WORK REQUEST:
Please go through the records below and return every line holding the word "AttachedTransaction".
::: MATERIAL PROVIDED
impl SettlementService {
    pub fn new(config: &AccountingConfig) -> Self {
        Self { ledger: Ledger::new(config.clone()) }
    }

    /// Receipt on the seller: debit Cash, credit Accounts Receivable
    pub async fn record_receipt(
        &self,
        conn: &mut PgConnection,
        invoice_id: i32,
        details: PaymentDetails,
    ) -> ApiResult<ReceiptPosted> {
        let invoice = sqlx::query_as::<_, Invoice>("SELECT * FROM invoices WHERE id = $1 FOR UPDATE")
            .bind(invoice_id)
            .fetch_optional(&mut *conn)
            .await?
            .ok_or_else(|| ApiError::not_found("Invoice"))?;

        if invoice.company_id != details.company_id {
            return Err(ApiError::bad_request(format!(
                "Invoice {} does not belong to company {}",
                invoice.invoice_number, details.company_id
            )));
        }

        let attached = self
            .resolve_transaction(conn, details.transaction_id, Side::Invoice, invoice.id, invoice.sales_order_id)
            .await?;

        let current = DocumentStatus::parse(&invoice.status).unwrap_or(DocumentStatus::Open);
        let applied = apply_payment(invoice.total, invoice.amount_paid, current, details.amount)?;

        let number = sequence::next_number(conn, DocumentKind::Receipt, invoice.company_id).await;
        let receipt = sqlx::query_as::<_, Receipt>(
            "INSERT INTO receipts (
                company_id, receipt_number, invoice_id, customer_id, amount,
                payment_method, reference_number, payment_date, description
            ) VALUES ($1, $2, $3, $4, $5, $6, $7, $8, $9)
            RETURNING *"
        )
        .bind(invoice.company_id)
        .bind(&number)
        .bind(invoice.id)
        .bind(invoice.customer_id)
        .bind(details.amount)
        .bind(&details.payment_method)
        .bind(&details.reference_number)
        .bind(details.payment_date)
        .bind(&details.description)
        .fetch_one(&mut *conn)
        .await?;

        let invoice = sqlx::query_as::<_, Invoice>(
            "UPDATE invoices SET amount_paid = $2, balance_due = $3, status = $4, updated_at = NOW()
             WHERE id = $1
             RETURNING *"
        )
        .bind(invoice.id)
        .bind(applied.amount_paid)
        .bind(applied.balance_due)
        .bind(applied.status.as_str())
        .fetch_one(&mut *conn)
        .await?;

        let entry = self
            .ledger
            .post_transfer(
                conn,
                invoice.company_id,
                StandardAccount::Cash,
                StandardAccount::Receivable,
                details.amount,
                EntryHeader {
                    entry_date: details.payment_date,
                    reference: Some(receipt.receipt_number.clone()),
                    description: details
                        .description
                        .clone()
                        .unwrap_or_else(|| format!("Receipt for invoice {}", invoice.invoice_number)),
                    source: PostingSource::Receipt(receipt.id),
                },
            )
            .await?;

        let receipt = match &entry {
            Some(entry) => {
                sqlx::query_as::<_, Receipt>(
                    "UPDATE receipts SET journal_entry_id = $2 WHERE id = $1 RETURNING *"
                )
                .bind(receipt.id)
                .bind(entry.id)
                .fetch_one(&mut *conn)
                .await?
            }
            None => receipt,
        };

        let transaction = match attached {
            Some(attached) => Some(
                tracker::link_documents(
                    conn,
                    attached.transaction_id,
                    DocumentLinks {
                        invoice_id: attached.link_document.then_some(invoice.id),
                        receipt_id: Some(receipt.id),
                        ..Default::default()
                    },
                )
                .await?,
            ),
            None => None,
        };

        info!(
            "Receipt {} of {} on {} (now {})",
            receipt.receipt_number, receipt.amount, invoice.invoice_number, invoice.status
        );

        Ok(ReceiptPosted {
            journal_entry_id: entry.map(|e| e.id),
            receipt,
            invoice,
            transaction,
        })
    }

    /// Payment on the buyer: debit Accounts Payable, credit Cash
    pub async fn record_bill_payment(
        &self,
        conn: &mut PgConnection,
        bill_id: i32,
        details: PaymentDetails,
    ) -> ApiResult<PaymentPosted> {
        let bill = sqlx::query_as::<_, Bill>("SELECT * FROM bills WHERE id = $1 FOR UPDATE")
            .bind(bill_id)
            .fetch_optional(&mut *conn)
            .await?
            .ok_or_else(|| ApiError::not_found("Bill"))?;

        if bill.company_id != details.company_id {
            return Err(ApiError::bad_request(format!(
                "Bill {} does not belong to company {}",
                bill.bill_number, details.company_id
            )));
        }

        let attached = self
            .resolve_transaction(conn, details.transaction_id, Side::Bill, bill.id, bill.purchase_order_id)
            .await?;

        let current = DocumentStatus::parse(&bill.status).unwrap_or(DocumentStatus::Open);
        let applied = apply_payment(bill.total, bill.amount_paid, current, details.amount)?;

        let number = sequence::next_number(conn, DocumentKind::BillPayment, bill.company_id).await;
        let payment = sqlx::query_as::<_, BillPayment>(
            "INSERT INTO bill_payments (
                company_id, payment_number, bill_id, vendor_id, amount,
                payment_method, reference_number, payment_date, description
            ) VALUES ($1, $2, $3, $4, $5, $6, $7, $8, $9)
            RETURNING *"
        )
        .bind(bill.company_id)
        .bind(&number)
        .bind(bill.id)
        .bind(bill.vendor_id)
        .bind(details.amount)
        .bind(&details.payment_method)
        .bind(&details.reference_number)
        .bind(details.payment_date)
        .bind(&details.description)
        .fetch_one(&mut *conn)
        .await?;

        let bill = sqlx::query_as::<_, Bill>(
            "UPDATE bills SET amount_paid = $2, balance_due = $3, status = $4, updated_at = NOW()
             WHERE id = $1
             RETURNING *"
        )
        .bind(bill.id)
        .bind(applied.amount_paid)
        .bind(applied.balance_due)
        .bind(applied.status.as_str())
        .fetch_one(&mut *conn)
        .await?;

        let entry = self
            .ledger
            .post_transfer(
                conn,
                bill.company_id,
                StandardAccount::Payable,
                StandardAccount::Cash,
                details.amount,
                EntryHeader {
                    entry_date: details.payment_date,
                    reference: Some(payment.payment_number.clone()),
                    description: details
                        .description
                        .clone()
                        .unwrap_or_else(|| format!("Payment for bill {}", bill.bill_number)),
                    source: PostingSource::BillPayment(payment.id),
                },
            )
            .await?;

        let payment = match &entry {
            Some(entry) => {
                sqlx::query_as::<_, BillPayment>(
                    "UPDATE bill_payments SET journal_entry_id = $2 WHERE id = $1 RETURNING *"
                )
                .bind(payment.id)
                .bind(entry.id)
                .fetch_one(&mut *conn)
                .await?
            }
            None => payment,
        };

        let transaction = match attached {
            Some(attached) => Some(
                tracker::link_documents(
                    conn,
                    attached.transaction_id,
                    DocumentLinks {
                        bill_id: attached.link_document.then_some(bill.id),
                        payment_id: Some(payment.id),
                        ..Default::default()
                    },
                )
                .await?,
            ),
            None => None,
        };

        info!(
            "Payment {} of {} on {} (now {})",
            payment.payment_number, payment.amount, bill.bill_number, bill.status
        );

        Ok(PaymentPosted {
            journal_entry_id: entry.map(|e| e.id),
            payment,
            bill,
            transaction,
        })
    }

    /// Receipt on the seller and payment on the buyer for one transaction.
    ///
    /// Both documents are locked up front and must have the same balance
    /// due. `amount` defaults to that balance.
    pub async fn settle_transaction(
        &self,
        conn: &mut PgConnection,
        transaction_id: i32,
        amount: Option<Decimal>,
        terms: SettlementTerms,
    ) -> ApiResult<SettlementPosted> {
        let transaction = orders::find_transaction(conn, transaction_id, true).await?;

        let (Some(invoice_id), Some(bill_id)) = (transaction.source_invoice_id, transaction.target_bill_id) else {
            return Err(ApiError::bad_request(
                "Intercompany transaction has no invoice and bill yet",
            ));
        };

        let invoice = sqlx::query_as::<_, Invoice>("SELECT * FROM invoices WHERE id = $1 FOR UPDATE")
            .bind(invoice_id)
            .fetch_optional(&mut *conn)
            .await?
            .ok_or_else(|| ApiError::not_found("Invoice"))?;
        let bill = sqlx::query_as::<_, Bill>("SELECT * FROM bills WHERE id = $1 FOR UPDATE")
            .bind(bill_id)
            .fetch_optional(&mut *conn)
            .await?
            .ok_or_else(|| ApiError::not_found("Bill"))?;

        let amount = settlement_amount(invoice.balance_due, bill.balance_due, amount)?;

        let receipt = self
            .record_receipt(
                conn,
                invoice_id,
                terms.for_side(transaction.source_company_id, amount, transaction.id),
            )
            .await?;

        let payment = self
            .record_bill_payment(
                conn,
                bill_id,
                terms.for_side(transaction.target_company_id, amount, transaction.id),
            )
            .await?;

        let transaction = orders::find_transaction(conn, transaction.id, false).await?;
        Ok(SettlementPosted { receipt, payment, transaction })
    }

    /// Transaction to update after a posting: the one given (which must be
    /// for this document) or the one already linked to the document
    async fn resolve_transaction(
        &self,
        conn: &mut PgConnection,
        requested: Option<i32>,
        side: Side,
        document_id: i32,
        document_order_id: Option<i32>,
    ) -> ApiResult<Option<AttachedTransaction>> {
        let Some(id) = requested else {
            let found = match side {
                Side::Invoice => tracker::transaction_for_invoice(conn, document_id).await?,
                Side::Bill => tracker::transaction_for_bill(conn, document_id).await?,
            };
            return Ok(found.map(|transaction_id| AttachedTransaction { transaction_id, link_document: false }));
        };

        let transaction = orders::find_transaction(conn, id, false).await?;
        let (linked, transaction_order_id) = match side {
            Side::Invoice => (transaction.source_invoice_id, transaction.sales_order_id),
            Side::Bill => (transaction.target_bill_id, transaction.purchase_order_id),
        };

        match document_attachment(linked, document_id, transaction_order_id, document_order_id) {
            Attachment::Linked => Ok(Some(AttachedTransaction { transaction_id: transaction.id, link_document: false })),
            Attachment::SameOrder => Ok(Some(AttachedTransaction { transaction_id: transaction.id, link_document: true })),
            Attachment::Foreign => Err(ApiError::bad_request(format!(
                "Intercompany transaction {} does not belong to this {}",
                id,
                side.label()
            ))),
        }
    }
}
::::::
RESULT FOR THIS EXERCISE:
    ) -> ApiResult<Option<AttachedTransaction>> {
            return Ok(found.map(|transaction_id| AttachedTransaction { transaction_id, link_document: false }));
            Attachment::Linked => Ok(Some(AttachedTransaction { transaction_id: transaction.id, link_document: false })),
            Attachment::SameOrder => Ok(Some(AttachedTransaction { transaction_id: transaction.id, link_document: true })),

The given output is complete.